(To do)
How many lines in the data below contain the word "mpsc"? State only the number.
___
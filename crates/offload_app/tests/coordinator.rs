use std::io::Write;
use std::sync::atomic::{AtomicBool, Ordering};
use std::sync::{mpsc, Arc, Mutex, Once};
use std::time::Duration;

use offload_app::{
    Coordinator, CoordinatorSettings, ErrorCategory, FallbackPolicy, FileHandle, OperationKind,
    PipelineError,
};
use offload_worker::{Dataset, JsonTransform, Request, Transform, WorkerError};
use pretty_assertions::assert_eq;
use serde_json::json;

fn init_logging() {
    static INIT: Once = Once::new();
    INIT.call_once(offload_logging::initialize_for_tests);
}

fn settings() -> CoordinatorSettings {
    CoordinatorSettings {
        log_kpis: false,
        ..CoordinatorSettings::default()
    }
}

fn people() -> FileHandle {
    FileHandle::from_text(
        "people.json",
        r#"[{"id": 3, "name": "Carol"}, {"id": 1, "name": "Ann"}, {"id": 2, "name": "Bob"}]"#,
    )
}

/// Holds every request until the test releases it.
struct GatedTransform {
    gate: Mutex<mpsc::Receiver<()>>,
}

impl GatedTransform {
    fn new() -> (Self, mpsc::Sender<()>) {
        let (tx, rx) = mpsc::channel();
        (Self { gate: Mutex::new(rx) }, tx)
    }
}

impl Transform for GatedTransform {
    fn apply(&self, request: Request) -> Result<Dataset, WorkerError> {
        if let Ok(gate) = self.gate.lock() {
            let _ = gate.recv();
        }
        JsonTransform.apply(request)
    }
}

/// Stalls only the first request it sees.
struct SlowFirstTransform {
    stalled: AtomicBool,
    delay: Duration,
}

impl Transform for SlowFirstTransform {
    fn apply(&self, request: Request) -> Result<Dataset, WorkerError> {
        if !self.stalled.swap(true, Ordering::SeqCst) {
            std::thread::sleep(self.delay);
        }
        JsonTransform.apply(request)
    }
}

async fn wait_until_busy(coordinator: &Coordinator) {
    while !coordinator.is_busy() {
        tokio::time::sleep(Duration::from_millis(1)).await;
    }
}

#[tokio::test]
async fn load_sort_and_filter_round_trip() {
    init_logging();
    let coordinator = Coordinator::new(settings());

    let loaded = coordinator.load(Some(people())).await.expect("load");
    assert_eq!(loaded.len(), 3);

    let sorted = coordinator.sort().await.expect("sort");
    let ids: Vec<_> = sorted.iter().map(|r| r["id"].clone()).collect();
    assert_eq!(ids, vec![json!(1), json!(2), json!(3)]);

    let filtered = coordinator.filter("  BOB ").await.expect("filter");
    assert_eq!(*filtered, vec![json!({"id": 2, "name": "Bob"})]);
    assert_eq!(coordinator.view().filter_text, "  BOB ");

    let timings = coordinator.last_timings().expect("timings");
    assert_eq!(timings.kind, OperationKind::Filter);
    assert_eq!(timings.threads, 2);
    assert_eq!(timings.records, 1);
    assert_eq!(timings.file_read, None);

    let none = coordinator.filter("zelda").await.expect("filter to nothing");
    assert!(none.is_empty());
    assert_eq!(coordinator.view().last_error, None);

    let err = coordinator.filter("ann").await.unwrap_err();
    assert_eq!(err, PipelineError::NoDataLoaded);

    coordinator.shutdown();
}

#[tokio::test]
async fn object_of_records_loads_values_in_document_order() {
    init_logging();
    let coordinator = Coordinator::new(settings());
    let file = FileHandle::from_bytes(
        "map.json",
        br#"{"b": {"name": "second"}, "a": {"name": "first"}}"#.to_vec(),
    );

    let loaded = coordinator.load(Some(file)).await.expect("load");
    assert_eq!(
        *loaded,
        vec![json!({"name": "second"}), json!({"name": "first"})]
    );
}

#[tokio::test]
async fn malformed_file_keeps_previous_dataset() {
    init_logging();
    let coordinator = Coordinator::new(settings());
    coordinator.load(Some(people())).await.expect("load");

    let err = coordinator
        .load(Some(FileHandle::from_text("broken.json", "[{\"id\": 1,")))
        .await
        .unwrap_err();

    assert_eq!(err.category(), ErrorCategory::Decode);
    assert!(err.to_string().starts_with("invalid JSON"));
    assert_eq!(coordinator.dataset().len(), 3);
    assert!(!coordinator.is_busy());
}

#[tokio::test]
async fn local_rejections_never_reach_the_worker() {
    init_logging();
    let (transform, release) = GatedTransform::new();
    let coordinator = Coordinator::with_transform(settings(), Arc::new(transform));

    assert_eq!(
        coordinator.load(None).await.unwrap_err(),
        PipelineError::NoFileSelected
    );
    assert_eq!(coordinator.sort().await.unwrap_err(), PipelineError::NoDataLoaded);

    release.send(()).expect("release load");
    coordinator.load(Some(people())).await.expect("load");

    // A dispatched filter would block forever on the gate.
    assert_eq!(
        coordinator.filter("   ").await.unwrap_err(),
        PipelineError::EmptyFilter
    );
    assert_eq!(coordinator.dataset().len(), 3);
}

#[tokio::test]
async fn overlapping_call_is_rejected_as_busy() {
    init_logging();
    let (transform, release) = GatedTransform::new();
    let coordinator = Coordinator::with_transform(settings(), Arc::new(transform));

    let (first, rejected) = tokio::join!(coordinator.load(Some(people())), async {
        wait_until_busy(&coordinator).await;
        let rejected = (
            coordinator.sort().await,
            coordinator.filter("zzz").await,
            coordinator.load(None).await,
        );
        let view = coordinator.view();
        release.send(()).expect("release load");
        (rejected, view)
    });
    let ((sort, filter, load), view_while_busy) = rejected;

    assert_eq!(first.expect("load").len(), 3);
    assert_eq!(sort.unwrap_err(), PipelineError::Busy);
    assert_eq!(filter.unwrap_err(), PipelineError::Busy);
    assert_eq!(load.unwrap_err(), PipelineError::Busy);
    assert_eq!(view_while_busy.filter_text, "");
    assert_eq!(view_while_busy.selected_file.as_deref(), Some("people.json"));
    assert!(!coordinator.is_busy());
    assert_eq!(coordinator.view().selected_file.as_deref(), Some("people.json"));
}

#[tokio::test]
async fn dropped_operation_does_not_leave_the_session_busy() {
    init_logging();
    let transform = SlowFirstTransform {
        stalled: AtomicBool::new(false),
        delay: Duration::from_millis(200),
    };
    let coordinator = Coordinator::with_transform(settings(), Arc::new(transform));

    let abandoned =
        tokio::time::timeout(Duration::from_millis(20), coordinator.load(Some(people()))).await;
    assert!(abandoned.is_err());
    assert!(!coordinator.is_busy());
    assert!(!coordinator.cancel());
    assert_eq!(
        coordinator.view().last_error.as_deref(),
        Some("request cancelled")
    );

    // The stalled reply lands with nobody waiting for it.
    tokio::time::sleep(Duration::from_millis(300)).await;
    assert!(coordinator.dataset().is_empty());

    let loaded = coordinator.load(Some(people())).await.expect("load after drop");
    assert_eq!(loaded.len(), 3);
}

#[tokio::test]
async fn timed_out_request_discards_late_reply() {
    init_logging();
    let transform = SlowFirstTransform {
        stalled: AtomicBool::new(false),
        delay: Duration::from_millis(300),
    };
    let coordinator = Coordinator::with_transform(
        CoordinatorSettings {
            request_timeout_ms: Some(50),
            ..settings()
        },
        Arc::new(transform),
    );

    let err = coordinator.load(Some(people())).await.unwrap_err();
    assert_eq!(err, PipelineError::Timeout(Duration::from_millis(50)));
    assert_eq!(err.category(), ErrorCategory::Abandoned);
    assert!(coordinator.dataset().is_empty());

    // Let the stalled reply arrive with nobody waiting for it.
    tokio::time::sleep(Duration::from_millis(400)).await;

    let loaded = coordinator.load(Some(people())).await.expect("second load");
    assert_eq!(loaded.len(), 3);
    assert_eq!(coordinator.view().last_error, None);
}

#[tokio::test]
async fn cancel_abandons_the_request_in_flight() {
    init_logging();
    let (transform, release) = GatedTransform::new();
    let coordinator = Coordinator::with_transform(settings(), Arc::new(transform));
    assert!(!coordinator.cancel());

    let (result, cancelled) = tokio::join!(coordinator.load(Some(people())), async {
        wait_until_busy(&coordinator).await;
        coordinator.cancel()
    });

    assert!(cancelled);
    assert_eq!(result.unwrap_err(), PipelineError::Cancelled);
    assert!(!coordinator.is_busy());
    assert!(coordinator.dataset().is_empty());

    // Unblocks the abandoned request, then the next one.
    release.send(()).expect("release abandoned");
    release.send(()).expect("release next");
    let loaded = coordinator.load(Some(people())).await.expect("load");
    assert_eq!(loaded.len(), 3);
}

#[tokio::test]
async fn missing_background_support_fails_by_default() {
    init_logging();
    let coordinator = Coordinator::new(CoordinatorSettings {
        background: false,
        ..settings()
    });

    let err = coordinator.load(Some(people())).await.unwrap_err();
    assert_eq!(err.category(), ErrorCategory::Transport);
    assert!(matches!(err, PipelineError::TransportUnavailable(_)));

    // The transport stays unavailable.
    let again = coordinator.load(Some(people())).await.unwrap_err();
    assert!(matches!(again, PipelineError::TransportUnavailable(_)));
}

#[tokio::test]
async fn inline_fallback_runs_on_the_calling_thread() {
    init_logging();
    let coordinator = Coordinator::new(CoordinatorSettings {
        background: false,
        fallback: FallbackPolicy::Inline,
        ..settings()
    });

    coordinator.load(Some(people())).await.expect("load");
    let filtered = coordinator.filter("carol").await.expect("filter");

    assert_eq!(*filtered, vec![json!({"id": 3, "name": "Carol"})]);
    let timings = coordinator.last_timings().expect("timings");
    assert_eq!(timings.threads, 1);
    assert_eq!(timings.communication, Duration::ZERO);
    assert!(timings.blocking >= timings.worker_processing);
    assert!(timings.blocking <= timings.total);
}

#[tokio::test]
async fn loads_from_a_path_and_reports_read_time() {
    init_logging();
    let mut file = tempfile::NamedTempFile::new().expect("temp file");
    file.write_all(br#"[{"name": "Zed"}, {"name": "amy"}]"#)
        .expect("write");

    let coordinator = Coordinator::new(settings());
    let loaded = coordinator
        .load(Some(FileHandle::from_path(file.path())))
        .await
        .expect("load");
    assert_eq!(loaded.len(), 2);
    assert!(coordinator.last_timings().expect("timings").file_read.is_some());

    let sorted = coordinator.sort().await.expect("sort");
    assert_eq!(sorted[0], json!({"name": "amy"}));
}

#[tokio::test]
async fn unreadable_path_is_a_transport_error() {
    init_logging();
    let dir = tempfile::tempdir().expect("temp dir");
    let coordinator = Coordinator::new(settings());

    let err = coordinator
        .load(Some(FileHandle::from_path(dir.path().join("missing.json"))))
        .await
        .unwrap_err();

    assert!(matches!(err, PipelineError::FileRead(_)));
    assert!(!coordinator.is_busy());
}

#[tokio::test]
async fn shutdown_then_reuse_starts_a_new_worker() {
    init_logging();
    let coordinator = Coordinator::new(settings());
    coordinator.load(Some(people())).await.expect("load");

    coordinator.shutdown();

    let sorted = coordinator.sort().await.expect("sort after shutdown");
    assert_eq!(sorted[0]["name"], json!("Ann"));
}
___
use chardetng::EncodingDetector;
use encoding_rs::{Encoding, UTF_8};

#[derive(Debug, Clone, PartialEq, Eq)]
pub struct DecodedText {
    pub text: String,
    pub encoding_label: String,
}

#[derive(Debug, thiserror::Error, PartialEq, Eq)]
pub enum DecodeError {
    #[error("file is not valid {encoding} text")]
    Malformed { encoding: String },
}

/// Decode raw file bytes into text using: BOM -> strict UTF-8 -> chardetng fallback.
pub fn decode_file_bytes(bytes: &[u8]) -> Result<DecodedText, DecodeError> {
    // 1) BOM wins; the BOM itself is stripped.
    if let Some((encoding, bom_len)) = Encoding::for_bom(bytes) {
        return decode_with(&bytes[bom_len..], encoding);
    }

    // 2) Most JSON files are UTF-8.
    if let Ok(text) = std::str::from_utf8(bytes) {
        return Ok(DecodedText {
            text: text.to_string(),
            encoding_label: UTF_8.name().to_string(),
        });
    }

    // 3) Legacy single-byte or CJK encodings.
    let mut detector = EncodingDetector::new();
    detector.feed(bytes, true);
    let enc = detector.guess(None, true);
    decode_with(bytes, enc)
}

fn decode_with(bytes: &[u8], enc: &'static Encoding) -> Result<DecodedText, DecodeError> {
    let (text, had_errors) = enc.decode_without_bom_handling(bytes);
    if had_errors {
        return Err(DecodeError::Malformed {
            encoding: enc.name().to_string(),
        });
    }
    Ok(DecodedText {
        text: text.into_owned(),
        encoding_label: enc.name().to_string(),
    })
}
___
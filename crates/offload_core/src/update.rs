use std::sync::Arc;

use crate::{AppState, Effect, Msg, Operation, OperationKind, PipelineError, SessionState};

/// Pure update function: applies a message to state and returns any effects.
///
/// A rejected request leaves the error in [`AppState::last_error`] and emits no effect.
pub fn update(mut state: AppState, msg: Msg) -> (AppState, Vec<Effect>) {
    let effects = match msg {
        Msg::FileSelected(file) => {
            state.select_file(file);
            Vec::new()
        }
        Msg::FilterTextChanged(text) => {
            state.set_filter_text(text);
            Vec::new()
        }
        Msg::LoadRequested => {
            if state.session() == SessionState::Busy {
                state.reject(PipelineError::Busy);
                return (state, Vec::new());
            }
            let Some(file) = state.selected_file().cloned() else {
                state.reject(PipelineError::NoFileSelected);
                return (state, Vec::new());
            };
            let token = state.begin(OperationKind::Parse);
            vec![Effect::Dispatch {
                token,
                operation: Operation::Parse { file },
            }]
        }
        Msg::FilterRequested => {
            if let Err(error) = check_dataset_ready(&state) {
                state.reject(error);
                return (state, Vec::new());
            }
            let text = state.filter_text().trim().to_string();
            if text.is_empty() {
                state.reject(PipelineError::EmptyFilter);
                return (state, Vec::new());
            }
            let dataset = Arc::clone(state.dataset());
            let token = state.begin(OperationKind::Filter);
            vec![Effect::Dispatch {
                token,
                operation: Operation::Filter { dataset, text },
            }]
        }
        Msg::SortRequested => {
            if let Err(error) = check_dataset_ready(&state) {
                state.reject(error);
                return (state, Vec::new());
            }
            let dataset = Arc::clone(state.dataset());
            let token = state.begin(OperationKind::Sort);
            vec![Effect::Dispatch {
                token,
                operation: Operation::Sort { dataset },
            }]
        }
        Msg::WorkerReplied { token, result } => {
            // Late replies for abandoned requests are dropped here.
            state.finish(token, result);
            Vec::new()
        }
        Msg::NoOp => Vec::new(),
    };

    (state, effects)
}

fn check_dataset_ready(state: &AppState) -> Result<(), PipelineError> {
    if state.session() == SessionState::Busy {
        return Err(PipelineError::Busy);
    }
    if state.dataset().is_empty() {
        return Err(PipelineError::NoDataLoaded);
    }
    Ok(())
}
___
(Solution to this task)
4